#### Provided information:
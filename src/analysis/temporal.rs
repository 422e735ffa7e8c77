//! Day/hour/month bucketing and response latencies.

use std::collections::BTreeMap;

use chrono::Timelike;
use serde::{Deserialize, Serialize};

use super::keys::{DayKey, MonthKey, Sender};
use super::mean;
use crate::Message;

/// Message volume over time and how quickly participants answer each other.
#[derive(Debug, Clone, Default, PartialEq, Serialize, Deserialize)]
#[serde(rename_all = "camelCase")]
pub struct TemporalAnalysis {
    pub messages_by_day: BTreeMap<DayKey, usize>,
    pub messages_by_hour: [usize; 24],
    pub messages_by_month: BTreeMap<MonthKey, usize>,
    /// Minutes between a message and the preceding one, whenever the sender
    /// changed. Outliers are removed.
    pub response_times_by_sender: BTreeMap<Sender, Vec<f64>>,
    pub avg_response_times: BTreeMap<Sender, f64>,
}

/// Buckets messages in sequence order and collects reply latencies.
///
/// A latency sample is taken for every adjacent pair whose senders differ
/// and whose timestamps are both valid. Samples of `outlier_minutes` or more
/// are discarded. Order is not checked, so out-of-order timestamps give
/// negative samples.
pub fn analyze_temporal<'a, I>(messages: I, outlier_minutes: f64) -> TemporalAnalysis
where
    I: IntoIterator<Item = &'a Message>,
{
    let mut out = TemporalAnalysis::default();
    let mut previous: Option<&Message> = None;

    for msg in messages {
        if let Some(ts) = msg.timestamp {
            *out.messages_by_day.entry(DayKey::of(ts)).or_insert(0) += 1;
            out.messages_by_hour[ts.hour() as usize] += 1;
            *out.messages_by_month.entry(MonthKey::of(ts)).or_insert(0) += 1;
        }

        if let Some(prev) = previous.filter(|p| p.sender != msg.sender) {
            if let Some(minutes) = latency_minutes(prev, msg) {
                if minutes < outlier_minutes {
                    out.response_times_by_sender
                        .entry(Sender::new(msg.sender.as_str()))
                        .or_default()
                        .push(minutes);
                }
            }
        }
        previous = Some(msg);
    }

    out.avg_response_times = out
        .response_times_by_sender
        .iter()
        .filter_map(|(sender, samples)| mean(samples.iter().copied()).map(|m| (sender.clone(), m)))
        .collect();
    out
}

/// Minutes from `prev` to `msg`, if both carry a valid timestamp.
fn latency_minutes(prev: &Message, msg: &Message) -> Option<f64> {
    let (from, to) = (prev.timestamp?, msg.timestamp?);
    Some((to - from).num_seconds() as f64 / 60.0)
}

#### Task details:
The answer must be the data above, repeated exactly as it stands.

#### Response:
filename src/analysis/temporal.rs
repository 422e735ffa7e8c77
//! Day/hour/month bucketing and response latencies.

use std::collections::BTreeMap;

use chrono::Timelike;
use serde::{Deserialize, Serialize};

use super::keys::{DayKey, MonthKey, Sender};
use super::mean;
use crate::Message;

/// Message volume over time and how quickly participants answer each other.
#[derive(Debug, Clone, Default, PartialEq, Serialize, Deserialize)]
#[serde(rename_all = "camelCase")]
pub struct TemporalAnalysis {
    pub messages_by_day: BTreeMap<DayKey, usize>,
    pub messages_by_hour: [usize; 24],
    pub messages_by_month: BTreeMap<MonthKey, usize>,
    /// Minutes between a message and the preceding one, whenever the sender
    /// changed. Outliers are removed.
    pub response_times_by_sender: BTreeMap<Sender, Vec<f64>>,
    pub avg_response_times: BTreeMap<Sender, f64>,
}

/// Buckets messages in sequence order and collects reply latencies.
///
/// A latency sample is taken for every adjacent pair whose senders differ
/// and whose timestamps are both valid. Samples of `outlier_minutes` or more
/// are discarded. Order is not checked, so out-of-order timestamps give
/// negative samples.
pub fn analyze_temporal<'a, I>(messages: I, outlier_minutes: f64) -> TemporalAnalysis
where
    I: IntoIterator<Item = &'a Message>,
{
    let mut out = TemporalAnalysis::default();
    let mut previous: Option<&Message> = None;

    for msg in messages {
        if let Some(ts) = msg.timestamp {
            *out.messages_by_day.entry(DayKey::of(ts)).or_insert(0) += 1;
            out.messages_by_hour[ts.hour() as usize] += 1;
            *out.messages_by_month.entry(MonthKey::of(ts)).or_insert(0) += 1;
        }

        if let Some(prev) = previous.filter(|p| p.sender != msg.sender) {
            if let Some(minutes) = latency_minutes(prev, msg) {
                if minutes < outlier_minutes {
                    out.response_times_by_sender
                        .entry(Sender::new(msg.sender.as_str()))
                        .or_default()
                        .push(minutes);
                }
            }
        }
        previous = Some(msg);
    }

    out.avg_response_times = out
        .response_times_by_sender
        .iter()
        .filter_map(|(sender, samples)| mean(samples.iter().copied()).map(|m| (sender.clone(), m)))
        .collect();
    out
}

/// Minutes from `prev` to `msg`, if both carry a valid timestamp.
fn latency_minutes(prev: &Message, msg: &Message) -> Option<f64> {
    let (from, to) = (prev.timestamp?, msg.timestamp?);
    Some((to - from).num_seconds() as f64 / 60.0)
}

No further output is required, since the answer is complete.